Data Accuracy, Privacy Key at IHRIM Gathering

By Staff Report

May. 9, 2006

The critical role that the privacy, integrity and protection of employee data plays in organizations was the focus of several sessions at the International Association for Human Resource Information Management conference in Washington, D.C., last month.

At a time when HR software vendors tout “strategic applications” such as performance management and workforce analytics, many companies are wrestling with a much more basic challenge: making sure their information is consistent and their figures add up.

The Progressive Group of Insurance Companies is a case in point.
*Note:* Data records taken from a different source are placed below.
//! Integration tests for the yutnori engine binary.
//!
//! Tests full protocol sessions by spawning the engine process, sending
//! commands via stdin, and verifying stdout responses.

use std::io::{BufRead, Write};
use std::process::{Command, Stdio};

/// Sends a sequence of commands to the engine and collects stdout lines.
fn run_engine_with_args(args: &[&str], commands: &[&str]) -> Vec<String> {
    let exe = env!("CARGO_BIN_EXE_yutnori");
    let mut child = Command::new(exe)
        .args(args)
        .stdin(Stdio::piped())
        .stdout(Stdio::piped())
        .stderr(Stdio::null())
        .spawn()
        .expect("failed to start yutnori");

    let mut stdin = child.stdin.take().unwrap();
    let stdout = child.stdout.take().unwrap();
    let reader = std::io::BufReader::new(stdout);

    for cmd in commands {
        writeln!(stdin, "{}", cmd).unwrap();
    }
    stdin.flush().unwrap();
    drop(stdin);

    let lines: Vec<String> = reader.lines().map(|l| l.unwrap()).collect();
    let status = child.wait().expect("failed to wait on child");
    assert!(status.success());
    lines
}

fn run_engine(commands: &[&str]) -> Vec<String> {
    run_engine_with_args(&[], commands)
}

#[test]
fn handshake_lists_options_then_yutok() {
    let lines = run_engine(&["yut", "quit"]);

    assert_eq!(lines[0], "id name yutnori");
    assert!(lines[1].starts_with("id author "));
    for name in ["Pieces", "FinishRule", "CaptureBonus", "StickBias", "Seed"] {
        assert!(
            lines.iter().any(|l| l.starts_with(&format!("option name {} ", name))
                || *l == format!("option name {} type string", name)),
            "missing option {}",
            name
        );
    }
    assert_eq!(lines.last().map(String::as_str), Some("yutok"));
}

#[test]
fn isready_response() {
    let lines = run_engine(&["isready", "quit"]);
    assert_eq!(lines, vec!["readyok"]);
}

#[test]
fn unknown_and_malformed_commands_are_ignored() {
    let lines = run_engine(&[
        "foobar",
        "",
        "   ",
        "throw 7",
        "targets somewhere",
        "move r1",
        "setoption Pieces",
        "isready",
        "quit",
    ]);
    assert_eq!(lines, vec!["readyok"]);
}

#[test]
fn throw_targets_move_session() {
    let lines = run_engine(&[
        "newgame",
        "throw 4",
        "throw 2",
        "targets new",
        "move new r4",
        "targets r4",
        "move r4 t1",
        "state",
        "quit",
    ]);
    assert_eq!(
        lines,
        vec![
            "rolled yut turn red phase throw",
            "rolled gae turn red phase move",
            "targets r2/gae r4/yut",
            "moved new r4 yut path br,r1,r2,r3,r4 advance",
            "targets t1/gae",
            "moved r4 t1 gae path r4,tr,t1 advance",
            "state turn blue phase throw rolls - board t1=red1 reserve 3,4 home 0,0",
        ]
    );
}

#[test]
fn shortcut_route_queries() {
    let lines = run_engine(&[
        "route tr1 bl",
        "route tl1 br",
        "route c bl1",
        "route r2 c",
        "route tr tr",
        "quit",
    ]);
    assert_eq!(
        lines,
        vec![
            "route tr1,tr2,c,bl1,bl2,bl",
            "route tl1,tl2,c,br1,br2,br",
            "route none",
            "route none",
            "route tr",
        ]
    );
}

#[test]
fn refused_moves_report_errors_and_keep_state() {
    let lines = run_engine(&[
        "move new r1",
        "throw 1",
        "move new r3",
        "score new",
        "move new r1",
        "quit",
    ]);
    assert_eq!(lines.len(), 5);
    assert!(lines[0].starts_with("error "));
    assert_eq!(lines[1], "rolled do turn red phase move");
    assert_eq!(lines[2], "error no unused roll reaches 'r3'");
    assert_eq!(lines[3], "error no unused roll finishes the selected stack");
    assert_eq!(lines[4], "moved new r1 do path br,r1 advance");
}

#[test]
fn capture_grants_another_throw() {
    let lines = run_engine(&["throw 2", "move new r2", "throw 2", "move new r2", "state", "quit"]);
    assert_eq!(lines[3], "moved new r2 gae path br,r1,r2 capture red 1");
    assert_eq!(
        lines[4],
        "state turn blue phase throw rolls - board r2=blue1 reserve 4,3 home 0,0"
    );
}

#[test]
fn setoption_applies_at_newgame() {
    let lines = run_engine(&[
        "setoption name Pieces value 1",
        "setoption name FinishRule value exact",
        "state",
        "newgame",
        "state",
        "quit",
    ]);
    assert_eq!(
        lines,
        vec![
            "state turn red phase throw rolls - board - reserve 4,4 home 0,0",
            "state turn red phase throw rolls - board - reserve 1,1 home 0,0",
        ]
    );
}

#[test]
fn invalid_setoption_is_ignored() {
    let lines = run_engine(&[
        "setoption name Pieces value lots",
        "setoption name Colour value green",
        "newgame",
        "state",
        "quit",
    ]);
    assert_eq!(
        lines,
        vec!["state turn red phase throw rolls - board - reserve 4,4 home 0,0"]
    );
}

#[test]
fn seeded_random_throws_repeat() {
    let session = ["setoption name Seed value 99", "throw", "newgame", "throw", "quit"];
    let a = run_engine(&session);
    let b = run_engine(&session);
    assert_eq!(a.len(), 2);
    assert_eq!(a, b);
    assert!(a.iter().all(|l| l.starts_with("rolled ")));
}

#[test]
fn game_to_completion_announces_winner() {
    let lines = run_engine(&[
        "setoption name Pieces value 1",
        "newgame",
        "throw 0",
        "throw 3",
        "move new tr",
        "move tr c",
        "throw 1",
        "move new r1",
        "throw 4",
        "throw 1",
        "score c",
        "throw 1",
        "quit",
    ]);
    let moved = lines.iter().rposition(|l| l.starts_with("moved c br")).unwrap();
    assert_eq!(lines[moved], "moved c br yut path c,br1,br2,br score 1");
    assert_eq!(lines[moved + 1], "winner red");
    assert_eq!(lines.last().map(String::as_str), Some("error the game is over"));
}

#[test]
fn rules_file_sets_defaults() {
    let dir = std::env::temp_dir().join(format!("yutnori-rules-{}", std::process::id()));
    std::fs::create_dir_all(&dir).unwrap();
    let path = dir.join("rules.json");
    std::fs::write(&path, r#"{"pieces_per_player": 2, "capture_bonus": false}"#).unwrap();

    let lines = run_engine_with_args(&["--rules", path.to_str().unwrap()], &["state", "quit"]);
    assert_eq!(
        lines,
        vec!["state turn red phase throw rolls - board - reserve 2,2 home 0,0"]
    );
    std::fs::remove_dir_all(&dir).unwrap();
}

#[test]
fn eof_exits_cleanly() {
    let lines = run_engine(&["isready"]);
    assert_eq!(lines, vec!["readyok"]);
}

#[test]
fn rust_log_level_reaches_stderr() {
    let run = |level: &str| {
        let mut child = Command::new(env!("CARGO_BIN_EXE_yutnori"))
            .env("RUST_LOG", level)
            .stdin(Stdio::piped())
            .stdout(Stdio::null())
            .stderr(Stdio::piped())
            .spawn()
            .expect("failed to start yutnori");
        let mut stdin = child.stdin.take().unwrap();
        writeln!(stdin, "throw 2").unwrap();
        writeln!(stdin, "quit").unwrap();
        drop(stdin);
        let output = child.wait_with_output().expect("failed to wait on child");
        assert!(output.status.success());
        String::from_utf8_lossy(&output.stderr).into_owned()
    };

    let debug = run("debug");
    assert!(debug.contains("DEBUG"), "stderr: {}", debug);
    assert!(debug.contains("throw"), "stderr: {}", debug);
    assert!(!run("warn").contains("DEBUG"));
}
Progressive, a major auto insurance provider, struggled mightily before it made its employee data uniform, said Laurie Munoz, HR systems manager at the company. Munoz told a conference session that Progressive made a big investment in PeopleSoft software in the late 1990s, but the resulting system failed to generate accurate reports. “We got these numbers that were ludicrous, like 475 percent turnover in some areas when we reorganized,” Munoz said.
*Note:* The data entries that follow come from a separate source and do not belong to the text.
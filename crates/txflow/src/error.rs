use solana_client::nonblocking::pubsub_client::PubsubClientError;
use solana_sdk::{signer::SignerError, transaction::TransactionError};
use std::time::Duration;
use thiserror::Error;

pub type PipelineResult<T> = Result<T, PipelineError>;

/// Errors that can abort a transaction pipeline run.
///
/// Variants up to and including `Signing` mean the transaction was never
/// broadcast. `Rejected` means the ingestion endpoint refused the bytes.
/// `Expired` and `ExecutionFailed` are terminal on-ledger outcomes.
/// `ConfirmationTimeout` and `Cancelled` leave the on-ledger outcome unknown:
/// the bytes were submitted and cannot be un-sent.
#[derive(Error, Debug)]
pub enum PipelineError {
    #[error("RPC error: {0}")]
    Rpc(#[from] solana_client::client_error::ClientError),

    #[error("status subscription error: {0}")]
    Subscription(#[from] PubsubClientError),

    #[error("transaction simulation failed: {reason}")]
    Simulation { reason: String, logs: Vec<String> },

    #[error("assembly invariant violated: {0}")]
    Assembly(String),

    #[error("signing failed: {0}")]
    Signing(#[from] SignerError),

    #[error("ledger rejected transaction: {0}")]
    Rejected(String),

    #[error(
        "lifetime anchor expired before confirmation: valid through block height \
         {last_valid_block_height}, observed {observed_block_height}"
    )]
    Expired {
        last_valid_block_height: u64,
        observed_block_height: u64,
    },

    #[error("transaction reverted on ledger: {0}")]
    ExecutionFailed(TransactionError),

    #[error("confirmation not observed within {elapsed:?}")]
    ConfirmationTimeout { elapsed: Duration },

    #[error("cancelled while confirmation was pending; on-ledger outcome unknown")]
    Cancelled,
}

impl PipelineError {
    /// True when resubmitting the same signed bytes can never succeed and a
    /// fresh anchor (and therefore a fresh signature) is required.
    pub fn requires_fresh_anchor(&self) -> bool {
        matches!(self, PipelineError::Expired { .. })
    }
}
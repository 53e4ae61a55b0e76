use crate::{
    error::{PipelineError, PipelineResult},
    node::LedgerNode,
};
use solana_sdk::{commitment_config::CommitmentConfig, message::v0};
use tracing::debug;

/// Simulate the draft message and return the compute units it consumed.
///
/// The draft must be the exact message that will otherwise be sent (minus
/// the limit instruction appended afterwards), or the estimate is invalid.
/// A simulation-reported failure propagates unchanged: masking it behind a
/// default limit would let a doomed transaction reach the ledger and waste
/// fees. Single call, no retry; transient RPC errors propagate too.
pub async fn estimate_compute_units<N: LedgerNode + ?Sized>(
    node: &N,
    draft: &v0::Message,
    commitment: CommitmentConfig,
) -> PipelineResult<u32> {
    let outcome = node.simulate_message(draft, commitment).await?;

    if let Some(err) = outcome.err {
        return Err(PipelineError::Simulation {
            reason: err.to_string(),
            logs: outcome.logs,
        });
    }

    let units = outcome.units_consumed.ok_or_else(|| PipelineError::Simulation {
        reason: "simulation succeeded but reported no consumed units".to_string(),
        logs: outcome.logs,
    })?;

    debug!(units, "estimated compute unit limit from simulation");
    Ok(u32::try_from(units).unwrap_or(u32::MAX))
}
Among the obstacles to arriving at clean data, Munoz said, was a lack of common definitions for such seemingly straightforward terms as turnover percentage and headcount.

Similar issues can plague attempts to create worldwide HR systems, according to participants at another conference session. For example, choosing whether to use the term “family name,” “given name” or “last name” in setting up data fields can be tricky. And resolving such matters involves talks with a variety of constituents within an organization, said session facilitator Rob Eidson of Deloitte Consulting. “This is not for the faint of heart,” Eidson said. “It’s hard, challenging stuff.”
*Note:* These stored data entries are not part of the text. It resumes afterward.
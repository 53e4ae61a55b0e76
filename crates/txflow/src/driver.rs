use crate::{
    config::PipelineConfig,
    error::{PipelineError, PipelineResult},
    message::SignedTransaction,
    node::LedgerNode,
};
use solana_sdk::signature::Signature;
use tokio::sync::watch;
use tokio::time::{interval, sleep_until, Instant, MissedTickBehavior};
use tracing::{debug, info, warn};

/// Caller-held cancellation for an in-flight pipeline run.
///
/// Cancelling abandons the confirmation wait, but the transaction may
/// already be on its way and cannot be un-sent. The driver therefore
/// reports [`PipelineError::Cancelled`] ("outcome unknown"), never a
/// definite failure.
#[derive(Debug, Clone)]
pub struct CancelToken {
    rx: watch::Receiver<bool>,
}

/// The sending half of a cancellation pair.
#[derive(Debug)]
pub struct CancelHandle {
    tx: watch::Sender<bool>,
}

pub fn cancel_pair() -> (CancelHandle, CancelToken) {
    let (tx, rx) = watch::channel(false);
    (CancelHandle { tx }, CancelToken { rx })
}

impl CancelHandle {
    pub fn cancel(&self) {
        let _ = self.tx.send(true);
    }
}

impl CancelToken {
    pub fn is_cancelled(&self) -> bool {
        *self.rx.borrow()
    }

    /// Resolves once the paired handle has cancelled. Never resolves if the
    /// handle is dropped without cancelling.
    async fn cancelled(mut self) {
        loop {
            if *self.rx.borrow() {
                return;
            }
            if self.rx.changed().await.is_err() {
                std::future::pending::<()>().await;
            }
        }
    }
}

/// Submit `signed` and wait until the ledger reports it at the configured
/// commitment.
///
/// States: `Submitted` (bytes handed to the ingestion endpoint) →
/// `AwaitingConfirmation` (signature-keyed status watch open) → one of
/// `Confirmed`, `Expired`, or `Failed`.
///
/// The wait is bounded twice over: by `config.confirm_timeout` and by the
/// anchor's last-valid-block-height, polled every
/// `config.expiry_poll_interval`. Whichever bound is observed first ends the
/// wait, timeout as [`PipelineError::ConfirmationTimeout`] and expiry as
/// [`PipelineError::Expired`]. Expiry is terminal for these bytes; landing
/// the work again takes a fresh anchor and a fresh signature, never a replay.
pub async fn send_and_confirm<N: LedgerNode + ?Sized>(
    node: &N,
    signed: &SignedTransaction,
    config: &PipelineConfig,
    cancel: Option<CancelToken>,
) -> PipelineResult<Signature> {
    // Re-check the structural preconditions at the broadcast boundary. A
    // violation here is a construction bug upstream.
    signed.check_blockhash_lifetime()?;
    signed.check_sendable()?;

    if let Some(token) = &cancel {
        if token.is_cancelled() {
            return Err(PipelineError::Cancelled);
        }
    }

    let signature = node
        .submit_transaction(signed.transaction(), config.commitment, config.skip_preflight)
        .await?;
    debug!(%signature, "transaction submitted, awaiting confirmation");

    let anchor = *signed.anchor();
    let started = Instant::now();
    let deadline = started + config.confirm_timeout;

    let status_wait = node.await_signature_status(&signature, config.commitment);

    let cancelled = async move {
        match cancel {
            Some(token) => token.cancelled().await,
            None => std::future::pending().await,
        }
    };

    // The height poll owns its interval and races as a whole, so a slow
    // height query never delays observation of a status notification, the
    // deadline, or cancellation.
    let expiry_watch = async {
        let mut expiry_check = interval(config.expiry_poll_interval);
        expiry_check.set_missed_tick_behavior(MissedTickBehavior::Delay);
        loop {
            expiry_check.tick().await;
            let observed = node.block_height(config.commitment).await?;
            if anchor.is_expired_at(observed) {
                return Ok::<u64, PipelineError>(observed);
            }
        }
    };

    tokio::select! {
        status = status_wait => {
            let status = status?;
            match status.err {
                None => {
                    info!(%signature, "transaction confirmed");
                    Ok(signature)
                }
                Some(err) => {
                    warn!(%signature, %err, "transaction landed but reverted");
                    Err(PipelineError::ExecutionFailed(err))
                }
            }
        }
        expired = expiry_watch => {
            let observed = expired?;
            warn!(
                %signature,
                observed,
                last_valid = anchor.last_valid_block_height,
                "lifetime anchor expired before confirmation"
            );
            Err(PipelineError::Expired {
                last_valid_block_height: anchor.last_valid_block_height,
                observed_block_height: observed,
            })
        }
        _ = sleep_until(deadline) => {
            warn!(%signature, "confirmation wait timed out; on-ledger outcome unknown");
            Err(PipelineError::ConfirmationTimeout {
                elapsed: started.elapsed(),
            })
        }
        _ = cancelled => {
            warn!(%signature, "confirmation wait cancelled; on-ledger outcome unknown");
            Err(PipelineError::Cancelled)
        }
    }
}

#[cfg(test)]
mod tests {
    use super::*;

    #[tokio::test]
    async fn test_cancel_token_observes_handle() {
        let (handle, token) = cancel_pair();
        assert!(!token.is_cancelled());
        handle.cancel();
        assert!(token.is_cancelled());
        token.cancelled().await; // resolves immediately once cancelled
    }

    #[test]
    fn test_cancelled_future_pends_until_cancel() {
        let (handle, token) = cancel_pair();
        let mut wait = tokio_test::task::spawn(token.cancelled());
        assert!(wait.poll().is_pending());
        handle.cancel();
        assert!(wait.is_woken());
        assert!(wait.poll().is_ready());
    }
}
Even such basic data as the number of employees can’t be taken for granted.

“What’s (our) headcount? That’s what we’re struggling with,” said Kathleen Murray of Fidelity Investments.

As they work to get a grip on such basic measures, organizations also face laws restricting the way they handle employee data in their HR information technology systems. In a session titled “Can Data Privacy and HRIT Coexist?” officials from Eli Lilly and Co. outlined challenges of dealing with privacy laws and regulations that differ from state to state and nation to nation. “HR privacy is the sleeping giant of privacy issues,” said Carolyn Anker, who works in Eli Lilly’s global privacy office.

Consultant Donald Harris went further in another session. Harris, president of HR Privacy Solutions, said many businesses fail to abide by a law restricting transfers of employee data outside of the European Union. “I’m sure that many companies are (violating the law),” Harris said.

Harris led a session focused on “binding corporate rules,” which are corporate codes of conduct for data protection that can serve as a way to observe EU law.

If organizations can keep their noses clean regarding privacy laws and keep their data tidy, technology today promises to help companies set better strategies. Munoz said that an HR scorecard at Progressive allowed the company to realize it should focus on employee referrals as a good source of new employees and to slow down its growth in a specific market because of high turnover among claims adjusters.

A key, she said, was having the HR department lead the way in coming to common understandings. “We needed to take control,” she said.